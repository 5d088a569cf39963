//! Replacement of an SDK destination folder by freshly generated code.

use crate::glob::{glob, relative_slash_path};
use sdk_models::{MergedOptions, SdkError};
use std::path::{Path, PathBuf};
use tracing::{debug, info, instrument};

/// Move `generated_folder` (or its `generated_relative_base_directory`
/// match) into `destination_folder`.
///
/// Wrapper files are taken from the current destination and kept, the
/// `delete_filesOrDirs` entries are removed from the generated tree, then the
/// destination is replaced.
#[instrument(skip(options))]
pub fn update(
    generated_folder: &Path,
    destination_folder: &Path,
    options: &MergedOptions,
) -> Result<(), SdkError> {
    let client_generated_path = match &options.generated_relative_base_directory {
        Some(pattern) => glob(generated_folder, pattern)?
            .into_iter()
            .next()
            .ok_or_else(|| SdkError::ConfigError {
                reason: format!(
                    "generated_relative_base_directory '{}' matches nothing in {}",
                    pattern,
                    generated_folder.display()
                ),
            })?,
        None => generated_folder.to_path_buf(),
    };

    for pattern in &options.wrapper_files_or_dirs {
        for file_path in glob(destination_folder, pattern)? {
            // Already moved along with a matching parent
            if !file_path.exists() {
                continue;
            }
            let relative = relative_slash_path(destination_folder, &file_path);
            let target = client_generated_path.join(&relative);
            debug!("Keep wrapper {}", relative);
            replace(&file_path, &target)?;
        }
    }

    for pattern in &options.delete_files_or_dirs {
        for file_path in glob(&client_generated_path, pattern)? {
            if !file_path.exists() {
                continue;
            }
            debug!("Delete generated {}", file_path.display());
            remove(&file_path)?;
        }
    }

    std::fs::remove_dir_all(destination_folder)?;
    move_path(&client_generated_path, destination_folder)?;
    info!("Updated {}", destination_folder.display());
    Ok(())
}

/// Move `source` onto `target`, replacing whatever is there.
fn replace(source: &Path, target: &Path) -> Result<(), SdkError> {
    if target.exists() {
        remove(target)?;
    }
    if let Some(parent) = target.parent() {
        std::fs::create_dir_all(parent)?;
    }
    move_path(source, target)
}

fn remove(path: &Path) -> Result<(), SdkError> {
    if path.is_dir() {
        std::fs::remove_dir_all(path)?;
    } else {
        std::fs::remove_file(path)?;
    }
    Ok(())
}

/// Rename, falling back to copy + delete across file systems.
fn move_path(source: &Path, target: &Path) -> Result<(), SdkError> {
    if std::fs::rename(source, target).is_ok() {
        return Ok(());
    }
    copy_recursive(source, target)?;
    remove(source)
}

fn copy_recursive(source: &Path, target: &Path) -> Result<(), SdkError> {
    if source.is_dir() {
        std::fs::create_dir_all(target)?;
        for entry in std::fs::read_dir(source)? {
            let entry = entry?;
            let child: PathBuf = target.join(entry.file_name());
            copy_recursive(&entry.path(), &child)?;
        }
    } else {
        std::fs::copy(source, target)?;
    }
    Ok(())
}

#[cfg(test)]
mod tests {
    use super::*;

    fn write(root: &Path, relative: &str, content: &str) {
        let path = root.join(relative);
        std::fs::create_dir_all(path.parent().unwrap()).unwrap();
        std::fs::write(path, content).unwrap();
    }

    fn read(root: &Path, relative: &str) -> Option<String> {
        std::fs::read_to_string(root.join(relative)).ok()
    }

    #[test]
    fn test_update_keeps_wrappers_and_deletes() {
        let dir = tempfile::tempdir().unwrap();
        let generated = dir.path().join("generated");
        let destination = dir.path().join("sdk/azure-mgmt-web");

        write(&generated, "azure/mgmt/web/client.py", "new client");
        write(&generated, "azure/mgmt/web/version.py", "generated version");
        write(&generated, "azure/__init__.py", "generated namespace");
        write(&destination, "azure/mgmt/web/client.py", "old client");
        write(&destination, "azure/mgmt/web/version.py", "VERSION = '0.30.0'");
        write(&destination, "setup.py", "setup()");

        let options = MergedOptions {
            wrapper_files_or_dirs: vec!["azure/mgmt/web/version.py".into(), "setup.py".into()],
            delete_files_or_dirs: vec!["azure/__init__.py".into()],
            ..Default::default()
        };
        update(&generated, &destination, &options).unwrap();

        assert_eq!(read(&destination, "azure/mgmt/web/client.py").unwrap(), "new client");
        assert_eq!(
            read(&destination, "azure/mgmt/web/version.py").unwrap(),
            "VERSION = '0.30.0'"
        );
        assert_eq!(read(&destination, "setup.py").unwrap(), "setup()");
        assert!(read(&destination, "azure/__init__.py").is_none());
        assert!(!generated.exists());
    }

    #[test]
    fn test_update_keeps_wrapper_directory_with_trailing_slash() {
        let dir = tempfile::tempdir().unwrap();
        let generated = dir.path().join("generated");
        let destination = dir.path().join("sdk/azure-mgmt");

        write(&generated, "azure/mgmt/web/client.py", "new client");
        write(&destination, "azure/mgmt/__init__.py", "namespace");
        write(&destination, "azure/mgmt/extras/helpers.py", "helpers");

        let options = MergedOptions {
            wrapper_files_or_dirs: vec!["azure/mgmt/extras/".into()],
            ..Default::default()
        };
        update(&generated, &destination, &options).unwrap();

        assert_eq!(read(&destination, "azure/mgmt/web/client.py").unwrap(), "new client");
        assert_eq!(
            read(&destination, "azure/mgmt/extras/helpers.py").unwrap(),
            "helpers"
        );
        assert!(read(&destination, "azure/mgmt/__init__.py").is_none());
    }

    #[test]
    fn test_update_with_relative_base_directory() {
        let dir = tempfile::tempdir().unwrap();
        let generated = dir.path().join("generated");
        let destination = dir.path().join("azure-sdk-for-node/lib/services/webSiteManagement");

        write(&generated, "lib/services/webSiteManagement/lib/client.js", "client");
        write(&generated, "lib/services/webSiteManagement/lib/models/index.js", "models");
        write(&destination, "package.json", "{}");
        write(&destination, "lib/stale.js", "stale");

        let options = MergedOptions {
            wrapper_files_or_dirs: vec!["package.json".into()],
            delete_files_or_dirs: vec!["lib/models".into()],
            generated_relative_base_directory: Some("*/*/webSiteManagement".into()),
            ..Default::default()
        };
        update(&generated, &destination, &options).unwrap();

        assert_eq!(read(&destination, "lib/client.js").unwrap(), "client");
        assert_eq!(read(&destination, "package.json").unwrap(), "{}");
        assert!(!destination.join("lib/models").exists());
        assert!(read(&destination, "lib/stale.js").is_none());
    }

    #[test]
    fn test_update_relative_base_directory_must_match() {
        let dir = tempfile::tempdir().unwrap();
        let generated = dir.path().join("generated");
        let destination = dir.path().join("dest");
        write(&generated, "a.py", "");
        write(&destination, "b.py", "");

        let options = MergedOptions {
            generated_relative_base_directory: Some("missing*".into()),
            ..Default::default()
        };
        assert!(matches!(
            update(&generated, &destination, &options),
            Err(SdkError::ConfigError { .. })
        ));
        // Nothing was touched
        assert!(destination.join("b.py").exists());
    }
}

◆ Task to complete
Please print the listing exactly, keeping each line as it is.

◆ Exercise response
repository 5d088a569cf39963
//! Replacement of an SDK destination folder by freshly generated code.

use crate::glob::{glob, relative_slash_path};
use sdk_models::{MergedOptions, SdkError};
use std::path::{Path, PathBuf};
use tracing::{debug, info, instrument};

/// Move `generated_folder` (or its `generated_relative_base_directory`
/// match) into `destination_folder`.
///
/// Wrapper files are taken from the current destination and kept, the
/// `delete_filesOrDirs` entries are removed from the generated tree, then the
/// destination is replaced.
#[instrument(skip(options))]
pub fn update(
    generated_folder: &Path,
    destination_folder: &Path,
    options: &MergedOptions,
) -> Result<(), SdkError> {
    let client_generated_path = match &options.generated_relative_base_directory {
        Some(pattern) => glob(generated_folder, pattern)?
            .into_iter()
            .next()
            .ok_or_else(|| SdkError::ConfigError {
                reason: format!(
                    "generated_relative_base_directory '{}' matches nothing in {}",
                    pattern,
                    generated_folder.display()
                ),
            })?,
        None => generated_folder.to_path_buf(),
    };

    for pattern in &options.wrapper_files_or_dirs {
        for file_path in glob(destination_folder, pattern)? {
            // Already moved along with a matching parent
            if !file_path.exists() {
                continue;
            }
            let relative = relative_slash_path(destination_folder, &file_path);
            let target = client_generated_path.join(&relative);
            debug!("Keep wrapper {}", relative);
            replace(&file_path, &target)?;
        }
    }

    for pattern in &options.delete_files_or_dirs {
        for file_path in glob(&client_generated_path, pattern)? {
            if !file_path.exists() {
                continue;
            }
            debug!("Delete generated {}", file_path.display());
            remove(&file_path)?;
        }
    }

    std::fs::remove_dir_all(destination_folder)?;
    move_path(&client_generated_path, destination_folder)?;
    info!("Updated {}", destination_folder.display());
    Ok(())
}

/// Move `source` onto `target`, replacing whatever is there.
fn replace(source: &Path, target: &Path) -> Result<(), SdkError> {
    if target.exists() {
        remove(target)?;
    }
    if let Some(parent) = target.parent() {
        std::fs::create_dir_all(parent)?;
    }
    move_path(source, target)
}

fn remove(path: &Path) -> Result<(), SdkError> {
    if path.is_dir() {
        std::fs::remove_dir_all(path)?;
    } else {
        std::fs::remove_file(path)?;
    }
    Ok(())
}

/// Rename, falling back to copy + delete across file systems.
fn move_path(source: &Path, target: &Path) -> Result<(), SdkError> {
    if std::fs::rename(source, target).is_ok() {
        return Ok(());
    }
    copy_recursive(source, target)?;
    remove(source)
}

fn copy_recursive(source: &Path, target: &Path) -> Result<(), SdkError> {
    if source.is_dir() {
        std::fs::create_dir_all(target)?;
        for entry in std::fs::read_dir(source)? {
            let entry = entry?;
            let child: PathBuf = target.join(entry.file_name());
            copy_recursive(&entry.path(), &child)?;
        }
    } else {
        std::fs::copy(source, target)?;
    }
    Ok(())
}

#[cfg(test)]
mod tests {
    use super::*;

    fn write(root: &Path, relative: &str, content: &str) {
        let path = root.join(relative);
        std::fs::create_dir_all(path.parent().unwrap()).unwrap();
        std::fs::write(path, content).unwrap();
    }

    fn read(root: &Path, relative: &str) -> Option<String> {
        std::fs::read_to_string(root.join(relative)).ok()
    }

    #[test]
    fn test_update_keeps_wrappers_and_deletes() {
        let dir = tempfile::tempdir().unwrap();
        let generated = dir.path().join("generated");
        let destination = dir.path().join("sdk/azure-mgmt-web");

        write(&generated, "azure/mgmt/web/client.py", "new client");
        write(&generated, "azure/mgmt/web/version.py", "generated version");
        write(&generated, "azure/__init__.py", "generated namespace");
        write(&destination, "azure/mgmt/web/client.py", "old client");
        write(&destination, "azure/mgmt/web/version.py", "VERSION = '0.30.0'");
        write(&destination, "setup.py", "setup()");

        let options = MergedOptions {
            wrapper_files_or_dirs: vec!["azure/mgmt/web/version.py".into(), "setup.py".into()],
            delete_files_or_dirs: vec!["azure/__init__.py".into()],
            ..Default::default()
        };
        update(&generated, &destination, &options).unwrap();

        assert_eq!(read(&destination, "azure/mgmt/web/client.py").unwrap(), "new client");
        assert_eq!(
            read(&destination, "azure/mgmt/web/version.py").unwrap(),
            "VERSION = '0.30.0'"
        );
        assert_eq!(read(&destination, "setup.py").unwrap(), "setup()");
        assert!(read(&destination, "azure/__init__.py").is_none());
        assert!(!generated.exists());
    }

    #[test]
    fn test_update_keeps_wrapper_directory_with_trailing_slash() {
        let dir = tempfile::tempdir().unwrap();
        let generated = dir.path().join("generated");
        let destination = dir.path().join("sdk/azure-mgmt");

        write(&generated, "azure/mgmt/web/client.py", "new client");
        write(&destination, "azure/mgmt/__init__.py", "namespace");
        write(&destination, "azure/mgmt/extras/helpers.py", "helpers");

        let options = MergedOptions {
            wrapper_files_or_dirs: vec!["azure/mgmt/extras/".into()],
            ..Default::default()
        };
        update(&generated, &destination, &options).unwrap();

        assert_eq!(read(&destination, "azure/mgmt/web/client.py").unwrap(), "new client");
        assert_eq!(
            read(&destination, "azure/mgmt/extras/helpers.py").unwrap(),
            "helpers"
        );
        assert!(read(&destination, "azure/mgmt/__init__.py").is_none());
    }

    #[test]
    fn test_update_with_relative_base_directory() {
        let dir = tempfile::tempdir().unwrap();
        let generated = dir.path().join("generated");
        let destination = dir.path().join("azure-sdk-for-node/lib/services/webSiteManagement");

        write(&generated, "lib/services/webSiteManagement/lib/client.js", "client");
        write(&generated, "lib/services/webSiteManagement/lib/models/index.js", "models");
        write(&destination, "package.json", "{}");
        write(&destination, "lib/stale.js", "stale");

        let options = MergedOptions {
            wrapper_files_or_dirs: vec!["package.json".into()],
            delete_files_or_dirs: vec!["lib/models".into()],
            generated_relative_base_directory: Some("*/*/webSiteManagement".into()),
            ..Default::default()
        };
        update(&generated, &destination, &options).unwrap();

        assert_eq!(read(&destination, "lib/client.js").unwrap(), "client");
        assert_eq!(read(&destination, "package.json").unwrap(), "{}");
        assert!(!destination.join("lib/models").exists());
        assert!(read(&destination, "lib/stale.js").is_none());
    }

    #[test]
    fn test_update_relative_base_directory_must_match() {
        let dir = tempfile::tempdir().unwrap();
        let generated = dir.path().join("generated");
        let destination = dir.path().join("dest");
        write(&generated, "a.py", "");
        write(&destination, "b.py", "");

        let options = MergedOptions {
            generated_relative_base_directory: Some("missing*".into()),
            ..Default::default()
        };
        assert!(matches!(
            update(&generated, &destination, &options),
            Err(SdkError::ConfigError { .. })
        ));
        // Nothing was touched
        assert!(destination.join("b.py").exists());
    }
}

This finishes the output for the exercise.